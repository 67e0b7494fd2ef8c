//! Shape definitions and the [`ShapeDefinition`] trait.
//!
//! A shape is defined once (fill, stroke, corner rounding) and rendered into
//! any [`Bounds`]. Each definition also reports the inner region where a
//! label can sit without crossing the outline, which is how shape elements,
//! pyramid levels and chevron steps place their text.

use crate::{
    color::Color,
    draw::StrokeDefinition,
    geometry::{Bounds, Point},
};

/// Fill and outline shared by every shape definition.
#[derive(Debug, Clone, Default, PartialEq)]
pub struct ShapeStyle {
    fill: Option<Color>,
    stroke: Option<StrokeDefinition>,
}

impl ShapeStyle {
    /// A filled shape without outline.
    pub fn filled(fill: Color) -> Self {
        Self {
            fill: Some(fill),
            stroke: None,
        }
    }

    /// An outlined shape without fill.
    pub fn outlined(stroke: StrokeDefinition) -> Self {
        Self {
            fill: None,
            stroke: Some(stroke),
        }
    }

    pub fn fill(&self) -> Option<Color> {
        self.fill
    }

    pub fn stroke(&self) -> Option<&StrokeDefinition> {
        self.stroke.as_ref()
    }

    pub fn with_stroke(mut self, stroke: Option<StrokeDefinition>) -> Self {
        self.stroke = stroke;
        self
    }
}

/// Applies a [`ShapeStyle`] to an SVG element.
macro_rules! apply_style {
    ($element:expr, $style:expr) => {{
        let style: &$crate::draw::ShapeStyle = $style;
        let elem = $crate::apply_fill!($element, style.fill());
        match style.stroke() {
            Some(stroke) => $crate::apply_stroke!(elem, stroke),
            None => elem,
        }
    }};
}

mod chevron;
mod diamond;
mod oval;
mod rectangle;
mod triangle;

pub use chevron::ChevronDefinition;
pub use diamond::DiamondDefinition;
pub use oval::OvalDefinition;
pub use rectangle::RectangleDefinition;
pub use triangle::TriangleDefinition;

/// A trait for shape definitions that render into given bounds.
pub trait ShapeDefinition: std::fmt::Debug {
    /// Renders the outline filling `bounds`.
    fn render_to_svg(&self, bounds: Bounds) -> Box<dyn svg::Node>;

    /// Returns the region inside `bounds` where content stays within the outline.
    ///
    /// Defaults to the full bounds, which is right for rectangles.
    fn content_bounds(&self, bounds: Bounds) -> Bounds {
        bounds
    }

    /// Returns the fill and outline of this shape.
    fn style(&self) -> &ShapeStyle;

    /// Creates a boxed clone of this shape definition.
    fn clone_box(&self) -> Box<dyn ShapeDefinition>;
}

impl Clone for Box<dyn ShapeDefinition> {
    fn clone(&self) -> Self {
        self.clone_box()
    }
}

/// Formats polygon vertices as an SVG `points` list.
fn points_attribute(points: &[Point]) -> String {
    points
        .iter()
        .map(|p| {
            format!(
                "{},{}",
                crate::geometry::px(p.x()),
                crate::geometry::px(p.y())
            )
        })
        .collect::<Vec<_>>()
        .join(" ")
}

#[cfg(test)]
mod tests {
    use super::*;
    use crate::geometry::Size;

    fn unit_bounds() -> Bounds {
        Bounds::new_from_top_left(Point::new(0.0, 0.0), Size::new(100.0, 60.0))
    }

    fn all_shapes() -> Vec<Box<dyn ShapeDefinition>> {
        let style = ShapeStyle::filled(Color::from_rgb8(10, 20, 30));
        vec![
            Box::new(RectangleDefinition::new(style.clone())),
            Box::new(RectangleDefinition::new(style.clone()).with_rounded(8.0)),
            Box::new(OvalDefinition::new(style.clone())),
            Box::new(DiamondDefinition::new(style.clone())),
            Box::new(TriangleDefinition::new(style.clone())),
            Box::new(ChevronDefinition::new(style)),
        ]
    }

    #[test]
    fn test_content_bounds_inside_shape_bounds() {
        for shape in all_shapes() {
            let bounds = unit_bounds();
            let content = shape.content_bounds(bounds);
            assert!(bounds.contains_bounds(&content), "{shape:?}");
            assert!(content.width() > 0.0, "{shape:?}");
        }
    }

    #[test]
    fn test_render_applies_fill() {
        for shape in all_shapes() {
            let svg = shape.render_to_svg(unit_bounds()).to_string();
            assert!(svg.contains("fill=\"#0a141e\""), "{svg}");
        }
    }

    #[test]
    fn test_outlined_style_has_no_fill() {
        let stroke = StrokeDefinition::solid(Color::default(), 2.0);
        let shape = RectangleDefinition::new(ShapeStyle::outlined(stroke));
        let svg = shape.render_to_svg(unit_bounds()).to_string();
        assert!(svg.contains("fill=\"none\""));
        assert!(svg.contains("stroke-width=\"2\""));
    }

    #[test]
    fn test_points_attribute() {
        let points = [Point::new(0.0, 1.5), Point::new(f32::NAN, 2.0)];
        assert_eq!(points_attribute(&points), "0,1.5 0,2");
    }
}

^^^^^^^^

About this task: Every line of the entries above that includes "ChevronDefinition" should be copied.

Output of the exercise:
pub use chevron::ChevronDefinition;
            Box::new(ChevronDefinition::new(style)),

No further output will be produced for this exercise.